Accelerating towards the future
Market outlooks, consumption patterns and technology were discussed during the Thursday morning plenary session of the World Nutrition Forum.
As the world becomes increasingly multipolar, companies must become local citizens which means domestic invention, production and service rather than having a narrow footprint, according to Dr Erich Erber, Founder of Biomin. "You must keep the juice in the steak," he summarised.
Growth projections are optimistic. "You are definitely in an industry with big opportunity," Nan-Dirk Mulder, senior global animal protein analyst at Rabobank told delegates.
"Growing global incomes provide opportunities for entire animal protein industry, but the added production must be safe, affordable, sustainable and environmentally friendly," reminded Dr Vanbrabant, managing director of Biomin and CEO of Erber Group.

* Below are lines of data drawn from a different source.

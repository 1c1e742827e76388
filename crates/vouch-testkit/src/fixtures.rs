//! Host fixtures

use crate::clock::ManualClock;
use crate::modules::{ContactsModule, CounterModule, CONTACTS_PERMISSION};
use std::sync::Arc;
use std::time::Duration;
use vouch_core::{
    ActionSigner, ClientId, EntityId, ModuleRegistry, PermissionSet, RoleId, ServiceId, StorageEffects, Viewer,
};
use vouch_host::{Host, LoopbackTransport, RoleGrant};
use vouch_store::AuditLogStore;

/// Service holding the counter and contacts modules
pub const PROFILE: &str = "profile";

pub fn profile() -> ServiceId {
    ServiceId::from(PROFILE)
}

/// Registry with the example modules under [`PROFILE`]
pub fn test_registry() -> ModuleRegistry {
    let mut registry = ModuleRegistry::new();
    registry
        .register(PROFILE, CounterModule::new())
        .register(PROFILE, ContactsModule);
    registry
}

/// Read-write viewer with every example permission
pub fn owner_viewer(role: RoleId) -> Viewer {
    Viewer::owner(
        role,
        ClientId::from_name(&format!("client-of-{role}")),
        PermissionSet::from_names([CONTACTS_PERMISSION]),
    )
}

/// An in-process host with a loopback transport in front of it
pub struct HostFixture {
    pub host: Arc<Host>,
    pub transport: LoopbackTransport,
    pub clock: ManualClock,
    pub storage: Arc<dyn StorageEffects>,
}

impl HostFixture {
    pub fn new() -> Self {
        Self::with_registry(test_registry())
    }

    pub fn with_registry(registry: ModuleRegistry) -> Self {
        Self::build(
            Arc::new(registry),
            Arc::new(vouch_core::MemoryStorageHandler::new()),
            Duration::from_secs(vouch_core::config::DEFAULT_RETENTION_SECS),
        )
    }

    /// Host that only executes methods signed by `verifier`
    pub fn verified(verifier: Arc<dyn ActionSigner>) -> Self {
        Self::assemble(
            Arc::new(test_registry()),
            Arc::new(vouch_core::MemoryStorageHandler::new()),
            Duration::from_secs(vouch_core::config::DEFAULT_RETENTION_SECS),
            Some(verifier),
        )
    }

    pub fn build(
        registry: Arc<ModuleRegistry>,
        storage: Arc<dyn StorageEffects>,
        retention: Duration,
    ) -> Self {
        Self::assemble(registry, storage, retention, None)
    }

    fn assemble(
        registry: Arc<ModuleRegistry>,
        storage: Arc<dyn StorageEffects>,
        retention: Duration,
        verifier: Option<Arc<dyn ActionSigner>>,
    ) -> Self {
        let clock = ManualClock::at(1_000);
        let store = Arc::new(AuditLogStore::new(
            storage.clone(),
            Arc::new(clock.clone()),
            retention,
        ));
        let mut host = Host::new(registry, store);
        if let Some(verifier) = verifier {
            host = host.with_verifier(verifier);
        }
        let host = Arc::new(host);
        Self {
            transport: LoopbackTransport::new(host.clone()),
            host,
            clock,
            storage,
        }
    }

    /// Grant `role` full control of `entity` and return its viewer
    pub fn grant_owner(&self, role: RoleId, entity: EntityId) -> Viewer {
        let viewer = owner_viewer(role);
        self.grant(role, entity, viewer.clone());
        viewer
    }

    pub fn grant(&self, role: RoleId, entity: EntityId, viewer: Viewer) {
        self.host.grant(RoleGrant {
            role,
            entity,
            viewer,
        });
    }
}

impl Default for HostFixture {
    fn default() -> Self {
        Self::new()
    }
}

"Radical technological development must be used to close yield gaps in Africa and Southeast Asia," asserted Dr Peer Ederer of Africa Enablers. "This will solve many food security problems without having to increase land use or changing consumer demand," he added.
The fast pace of technological advancement in the fields of next-generation gene sequencing (so-called –Omics technologies), mycotoxin detection and mitigation, and the adoption of Farm 4.0 methods was cited as a trend that promises to reshape the protein economy.
"The future is for the innovators," stated Vanbrabant.
Responsible use of antibiotics
The move to reduce the application of antibiotics and the removal of antibiotic growth promoters (AGPs) from production systems, in particular, was seen as having an impact on the meat, egg and dairy markets, as livestock becomes more sustainable.
"Today we can raise high-performing, healthy farm animals and reserve antibiotics for treatment thanks to science," observed Franz Waxenecker, director of development and Innovation at Biomin.
Our understanding of fungal metabolites and how they affect agriculture and the living organisms who consumer them has expanded significantly over the years. The mycotoxin session brought climate change, tools to predict mycotoxin occurrence patterns and novel mitigation strategies relying upon enzymatic biotransformation (the MYCOzyme concept) to the fore.
"Climate change means that we will likely need to change our mitigation strategies," explained Professor Naresh Magan of Cranfield University.
"Biomin is the global leader in mycotoxin risk management and we will continue to invest in new solutions for the industry in the future,” announced Dr Gerd Schatmayr, global head of research at the Biomin Research Center.
Sustainability as the way forward
Vanbrabant explained how Biomin supports the industry in a press conference held shortly before the official opening of the forum. "Our goal has always been to support sustainable agriculture, now and in the future," explained Vanbrabant, noting that “our main contribution to sustainability is the application of our solutions in livestock."
Africa in focus
Earlier in the week, Biomin hosted the kick-off meeting of MycoSafe-South, a research project to tackle mycotoxin-related food safety issues in sub-Saharan Africa.
Africa holds considerable potential in terms of agriculture and economics, given that a quarter of the human global population will reside there by 2050. "We will see a protein revolution in Africa," stated Albert Van Rensburg, regional director Africa and managing director of Biomin South Africa.